■ Records to use:
:::::

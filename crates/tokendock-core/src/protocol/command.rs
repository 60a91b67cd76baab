//! The device command vocabulary and protocol constants.
//!
//! The token dock firmware speaks a small JSON request/response protocol
//! over its serial link. Every request is a single JSON object with an
//! `"action"` discriminator and exactly the fields the device needs to
//! authorize and perform that action — no more. There is no length prefix
//! and no delimiter: one logical message per write, one reply per read
//! window, with a fixed maximum reply size per command.

use std::time::Duration;

use serde::Serialize;

use crate::domain::token::Token;

// ── Protocol constants ────────────────────────────────────────────────────────

/// Timeout for every authenticated command and for authentication itself.
pub const COMMAND_TIMEOUT: Duration = Duration::from_secs(5);

/// Maximum reply size for ack/nack-style commands.
pub const ACK_READ_LIMIT: usize = 100;

/// Maximum reply size for the `get_data` token payload.
pub const DATA_READ_LIMIT: usize = 1024;

/// Marker substring whose presence anywhere in a raw reply signals success.
pub const ACK_MARKER: &[u8] = b"OK";

/// Fixed message written to a candidate port during device detection.
/// The exact byte sequence (including the space and CRLF) is part of the
/// firmware contract.
pub const PROBE_MESSAGE: &[u8] = b"{\"action\": \"call\"}\r\n";

/// Baud rate used for detection probes.
pub const PROBE_BAUD: u32 = 115_200;

/// Timeout for a single detection probe.
pub const PROBE_TIMEOUT: Duration = Duration::from_secs(1);

/// Maximum reply size read during a detection probe.
pub const PROBE_READ_LIMIT: usize = 100;

// ── Commands ──────────────────────────────────────────────────────────────────

/// All requests the client can issue to the device.
///
/// Serializes directly to the wire representation; the variant name becomes
/// the `"action"` field. Commands are never received, so there is no
/// `Deserialize` on this type.
#[derive(Debug, Clone, PartialEq, Serialize)]
#[serde(tag = "action", rename_all = "snake_case")]
pub enum Command {
    /// Authenticate the session with the master PIN.
    Auth { pin: String },
    /// Rotate the master PIN. The device validates `old_pin` itself.
    ChangePin { old_pin: String, new_pin: String },
    /// Update the WiFi credentials the device uses.
    ///
    /// The firmware's field name for the SSID is `wifi`; the Rust API keeps
    /// the clearer name.
    ChangeWifi {
        pin: String,
        #[serde(rename = "wifi")]
        ssid: String,
        password: String,
    },
    /// Replace the device's stored token set wholesale.
    SaveTokens { pin: String, tokens: Vec<Token> },
    /// Fetch the device's current token set.
    GetData { pin: String },
}

// ── Tests ─────────────────────────────────────────────────────────────────────
//! The device session state machine.
//!
//! A [`Session`] owns the connection parameters, the authentication status,
//! the cached PIN, and the cached token set, and sequences commands against
//! the transport:
//!
//! ```text
//! Disconnected ──connect──▶ Connected ──authenticate──▶ Authenticated
//!       ▲                       │                            │
//!       └───────────────────disconnect───────────────────────┘
//! ```
//!
//! There is no path from `Authenticated` back to `Connected`; teardown
//! always returns to `Disconnected`. The cached PIN is set exactly when the
//! session is authenticated.
//!
//! Every operation is synchronous and atomic from the caller's perspective:
//! it opens the port, performs exactly one write followed by exactly one
//! bounded read, and closes the port again, blocking until completion or
//! timeout. Nothing is pipelined and nothing retries; an unconfirmed
//! transition never advances the state machine. Input-validation failures
//! are raised before any I/O.
//!
//! A `Session` must not be driven from more than one thread at a time;
//! independent sessions (e.g. against different ports) need no coordination.

use tracing::{debug, info, warn};

use tokendock_core::domain::secret;
use tokendock_core::domain::token::{Token, TokenDraft, TokenSet};
use tokendock_core::protocol::codec::{self, AckStatus, ProtocolError};
use tokendock_core::protocol::command::{
    Command, ACK_READ_LIMIT, COMMAND_TIMEOUT, DATA_READ_LIMIT,
};
use tokendock_core::SecretFormatError;

use crate::infrastructure::transport::{TransportError, TransportFactory};

/// Where the session is in its lifecycle.
#[derive(Debug, Clone, Copy, PartialEq, Eq)]
pub enum SessionStatus {
    /// No connection parameters recorded.
    Disconnected,
    /// Port and baud recorded; not yet authenticated.
    Connected,
    /// PIN accepted by the device; management commands available.
    Authenticated,
}

/// Error type for session operations.
#[derive(Debug, thiserror::Error)]
pub enum SessionError {
    /// The port could not be opened, or I/O on it failed outright.
    #[error("transport unavailable: {0}")]
    TransportUnavailable(#[source] TransportError),

    /// No response arrived within the operation's timeout.
    #[error("device did not respond in time")]
    Timeout,

    /// The device rejected the PIN, or did not answer the auth command.
    #[error("authentication failed")]
    AuthenticationFailed,

    /// The device rejected a PIN change, or the supplied old PIN did not
    /// match the session's cached PIN.
    #[error("PIN rejected")]
    PinRejected,

    /// A required field was empty; caught before any I/O.
    #[error("invalid input: {0}")]
    InvalidInput(&'static str),

    /// A token secret was not valid Base32; the save was aborted before I/O.
    #[error(transparent)]
    SecretFormat(#[from] SecretFormatError),

    /// The structured `get_data` reply could not be parsed.
    #[error("malformed device payload")]
    MalformedPayload(#[source] ProtocolError),

    /// The device answered a non-auth command without the success marker.
    #[error("device rejected the command")]
    DeviceRejected,

    /// The operation is not valid in the session's current state.
    #[error("{operation} is not valid while {status:?}")]
    InvalidState {
        operation: &'static str,
        status: SessionStatus,
    },

    /// A command failed to serialize. Indicates a bug, not a device problem.
    #[error("failed to encode command")]
    Encode(#[source] ProtocolError),
}

/// An owned session against one device. See the module docs for the state
/// machine and the atomicity contract.
pub struct Session {
    factory: Box<dyn TransportFactory>,
    status: SessionStatus,
    port: String,
    baud: u32,
    pin: Option<String>,
    tokens: TokenSet,
}

impl Session {
    /// Creates an empty, disconnected session that will open ports through
    /// `factory`.
    pub fn new(factory: Box<dyn TransportFactory>) -> Self {
        Self {
            factory,
            status: SessionStatus::Disconnected,
            port: String::new(),
            baud: 0,
            pin: None,
            tokens: TokenSet::new(),
        }
    }

    /// Current lifecycle state.
    pub fn status(&self) -> SessionStatus {
        self.status
    }

    /// The cached token set, as last replaced by [`Session::get_data`].
    pub fn tokens(&self) -> &[Token] {
        &self.tokens
    }

    /// Records connection parameters and transitions to `Connected`.
    ///
    /// Performs no I/O beyond parameter validation.
    ///
    /// # Errors
    ///
    /// [`SessionError::InvalidInput`] for an empty port or zero baud;
    /// [`SessionError::InvalidState`] if already connected.
    pub fn connect(&mut self, port: &str, baud: u32) -> Result<(), SessionError> {
        self.require(SessionStatus::Disconnected, "connect")?;
        if port.is_empty() {
            return Err(SessionError::InvalidInput("port must not be empty"));
        }
        if baud == 0 {
            return Err(SessionError::InvalidInput("baud must be positive"));
        }
        self.port = port.to_string();
        self.baud = baud;
        self.status = SessionStatus::Connected;
        info!("session connected to {port} at {baud} baud");
        Ok(())
    }

    /// Authenticates with the device PIN.
    ///
    /// On ack the PIN is cached and the session becomes `Authenticated`.
    /// On nack or timeout the session stays `Connected`.
    ///
    /// # Errors
    ///
    /// [`SessionError::AuthenticationFailed`] when the device does not
    /// answer with the success marker within the timeout.
    pub fn authenticate(&mut self, pin: &str) -> Result<(), SessionError> {
        self.require(SessionStatus::Connected, "authenticate")?;
        let command = Command::Auth {
            pin: pin.to_string(),
        };
        let raw = match self.exchange(&command, ACK_READ_LIMIT) {
            Ok(raw) => raw,
            // An unanswered auth is indistinguishable from a rejected one.
            Err(SessionError::Timeout) => {
                warn!("authentication timed out");
                return Err(SessionError::AuthenticationFailed);
            }
            Err(e) => return Err(e),
        };
        match codec::decode_ack(&raw) {
            AckStatus::Ack => {
                self.pin = Some(pin.to_string());
                self.status = SessionStatus::Authenticated;
                info!("authenticated");
                Ok(())
            }
            AckStatus::Nack => {
                warn!("device rejected PIN");
                Err(SessionError::AuthenticationFailed)
            }
        }
    }

    /// Rotates the device PIN.
    ///
    /// `old_pin` must match the session's cached PIN; the device
    /// re-validates it independently. On ack the cached PIN is replaced; on
    /// nack it is left unchanged.
    ///
    /// # Errors
    ///
    /// [`SessionError::PinRejected`] on a local mismatch (before any I/O)
    /// or a device nack.
    pub fn change_pin(&mut self, old_pin: &str, new_pin: &str) -> Result<(), SessionError> {
        self.require(SessionStatus::Authenticated, "change_pin")?;
        if old_pin.is_empty() || new_pin.is_empty() {
            return Err(SessionError::InvalidInput("PIN must not be empty"));
        }
        if self.pin.as_deref() != Some(old_pin) {
            return Err(SessionError::PinRejected);
        }
        let command = Command::ChangePin {
            old_pin: old_pin.to_string(),
            new_pin: new_pin.to_string(),
        };
        let raw = self.exchange(&command, ACK_READ_LIMIT)?;
        match codec::decode_ack(&raw) {
            AckStatus::Ack => {
                self.pin = Some(new_pin.to_string());
                info!("device PIN rotated");
                Ok(())
            }
            AckStatus::Nack => Err(SessionError::PinRejected),
        }
    }

    /// Updates the WiFi credentials the device uses.
    ///
    /// # Errors
    ///
    /// [`SessionError::InvalidInput`] for an empty ssid or password, raised
    /// before any I/O; [`SessionError::DeviceRejected`] on nack.
    pub fn change_wifi(&mut self, ssid: &str, password: &str) -> Result<(), SessionError> {
        self.require(SessionStatus::Authenticated, "change_wifi")?;
        if ssid.is_empty() {
            return Err(SessionError::InvalidInput("ssid must not be empty"));
        }
        if password.is_empty() {
            return Err(SessionError::InvalidInput("password must not be empty"));
        }
        let command = Command::ChangeWifi {
            pin: self.cached_pin()?,
            ssid: ssid.to_string(),
            password: password.to_string(),
        };
        let raw = self.exchange(&command, ACK_READ_LIMIT)?;
        match codec::decode_ack(&raw) {
            AckStatus::Ack => {
                info!("device WiFi settings updated");
                Ok(())
            }
            AckStatus::Nack => Err(SessionError::DeviceRejected),
        }
    }

    /// Pushes an edited token set to the device wholesale.
    ///
    /// Drafts with an empty name or empty secret text are filtered out
    /// without failing the save. The remaining secrets are Base32-decoded
    /// before anything touches the wire; one bad secret aborts the whole
    /// save with nothing sent. Entries whose secret decodes to zero bytes
    /// are filtered like blanks.
    ///
    /// # Errors
    ///
    /// [`SessionError::SecretFormat`] for invalid Base32;
    /// [`SessionError::DeviceRejected`] on nack.
    pub fn save_tokens(&mut self, drafts: &[TokenDraft]) -> Result<(), SessionError> {
        self.require(SessionStatus::Authenticated, "save_tokens")?;

        let mut tokens = Vec::with_capacity(drafts.len());
        for draft in drafts {
            if draft.is_blank() {
                debug!("skipping blank token draft");
                continue;
            }
            let bytes = secret::decode_secret(&draft.secret)?;
            if bytes.is_empty() {
                debug!("skipping token draft with empty decoded secret");
                continue;
            }
            tokens.push(Token {
                name: draft.name.clone(),
                secret: bytes,
            });
        }

        let command = Command::SaveTokens {
            pin: self.cached_pin()?,
            tokens,
        };
        let raw = self.exchange(&command, ACK_READ_LIMIT)?;
        match codec::decode_ack(&raw) {
            AckStatus::Ack => {
                info!("token set saved to device");
                Ok(())
            }
            AckStatus::Nack => Err(SessionError::DeviceRejected),
        }
    }

    /// Pulls the device's current token set, replacing the cached set.
    ///
    /// This is a refresh: the cached set is cleared first, and on timeout or
    /// decode failure it stays empty — the previous contents are not
    /// restored.
    ///
    /// # Errors
    ///
    /// [`SessionError::Timeout`] when no reply arrives;
    /// [`SessionError::MalformedPayload`] when the reply does not parse.
    pub fn get_data(&mut self) -> Result<&[Token], SessionError> {
        self.require(SessionStatus::Authenticated, "get_data")?;
        self.tokens.clear();

        let command = Command::GetData {
            pin: self.cached_pin()?,
        };
        let raw = self.exchange(&command, DATA_READ_LIMIT)?;
        let tokens = codec::decode_data(&raw).map_err(SessionError::MalformedPayload)?;
        info!("fetched {} token(s) from device", tokens.len());
        self.tokens = tokens;
        Ok(&self.tokens)
    }

    /// Clears the PIN and cached tokens and returns to `Disconnected`.
    /// Valid in any state; idempotent.
    pub fn disconnect(&mut self) {
        if self.status != SessionStatus::Disconnected {
            info!("session disconnected from {}", self.port);
        }
        self.pin = None;
        self.tokens.clear();
        self.port.clear();
        self.baud = 0;
        self.status = SessionStatus::Disconnected;
    }

    /// Performs the single write/read exchange for one command. The port is
    /// opened for just this exchange and closed on every exit path.
    fn exchange(&self, command: &Command, read_limit: usize) -> Result<Vec<u8>, SessionError> {
        let message = codec::encode_command(command).map_err(SessionError::Encode)?;
        let mut transport = self
            .factory
            .open(&self.port, self.baud, COMMAND_TIMEOUT)
            .map_err(SessionError::TransportUnavailable)?;
        transport.write(&message).map_err(map_io_error)?;
        transport
            .read(read_limit, COMMAND_TIMEOUT)
            .map_err(map_io_error)
    }

    fn cached_pin(&self) -> Result<String, SessionError> {
        // Guarded by require(Authenticated) in every caller.
        self.pin.clone().ok_or(SessionError::InvalidState {
            operation: "command requiring authentication",
            status: self.status,
        })
    }

    fn require(&self, expected: SessionStatus, operation: &'static str) -> Result<(), SessionError> {
        if self.status == expected {
            Ok(())
        } else {
            Err(SessionError::InvalidState {
                operation,
                status: self.status,
            })
        }
    }
}

fn map_io_error(e: TransportError) -> SessionError {
    match e {
        TransportError::Timeout(_) => SessionError::Timeout,
        other => SessionError::TransportUnavailable(other),
    }
}

// ── Tests ─────────────────────────────────────────────────────────────────────
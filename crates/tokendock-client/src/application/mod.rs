//! Application layer: use cases for the client.
//!
//! [`session`] owns the device session state machine; [`detect`] implements
//! the single-shot detection probe used during port discovery. Both talk to
//! the serial hardware only through the infrastructure
//! [`crate::infrastructure::transport::TransportFactory`] seam.

pub mod detect;
pub mod session;

pub use detect::detect;
pub use session::{Session, SessionError, SessionStatus};
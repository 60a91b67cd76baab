//! Transport abstraction over the serial link.
//!
//! The device protocol has no real framing: no length prefix, no delimiter.
//! The session relies on fixed-size blocking reads as a framing substitute —
//! one logical message per write, one reply per read window. That contract
//! lives entirely behind the [`Transport`] trait, so a future firmware
//! revision could add length-prefix framing without touching the session
//! logic. A reply split across read windows, or one exceeding the window, is
//! a known limitation of the device contract, preserved here deliberately.
//!
//! The serial handle itself is scoped per operation: the session asks the
//! [`TransportFactory`] to open the port, performs its single write/read
//! exchange, and the handle is closed on drop — on every exit path,
//! including failure. This mirrors how the device firmware expects exactly
//! one request per port-open.

use std::time::Duration;

use thiserror::Error;

pub mod mock;
pub mod serial;

/// Errors produced by the transport layer.
#[derive(Debug, Error)]
pub enum TransportError {
    /// The serial port could not be opened.
    #[error("serial port {port} unavailable: {reason}")]
    Unavailable { port: String, reason: String },

    /// No response bytes arrived within the read timeout.
    #[error("no response within {0:?}")]
    Timeout(Duration),

    /// An I/O error occurred on an open port.
    #[error("serial I/O error: {0}")]
    Io(#[from] std::io::Error),
}

/// A byte-oriented, half-duplex channel to the device.
///
/// One exchange per open handle: a single contiguous `write` followed by a
/// single bounded `read`. Dropping the handle closes the port.
pub trait Transport {
    /// Writes one complete message as a single contiguous write.
    fn write(&mut self, bytes: &[u8]) -> Result<(), TransportError>;

    /// Reads up to `max_bytes`, accumulating until the limit is reached or
    /// `timeout` elapses. Returns whatever arrived within the window;
    /// an empty window is [`TransportError::Timeout`].
    fn read(&mut self, max_bytes: usize, timeout: Duration) -> Result<Vec<u8>, TransportError>;
}

/// Opens [`Transport`] handles for named ports.
///
/// The factory is the seam between the session state machine and the real
/// serial hardware; tests substitute [`mock::MockTransportFactory`].
pub trait TransportFactory {
    /// Opens `port` at `baud` with the given read timeout.
    ///
    /// # Errors
    ///
    /// Returns [`TransportError::Unavailable`] if the port cannot be opened.
    fn open(
        &self,
        port: &str,
        baud: u32,
        timeout: Duration,
    ) -> Result<Box<dyn Transport>, TransportError>;
}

:::::

■ Directions: What is needed is the number of lines in the data that hold the word "closes", and nothing more.

■ Answer below: 2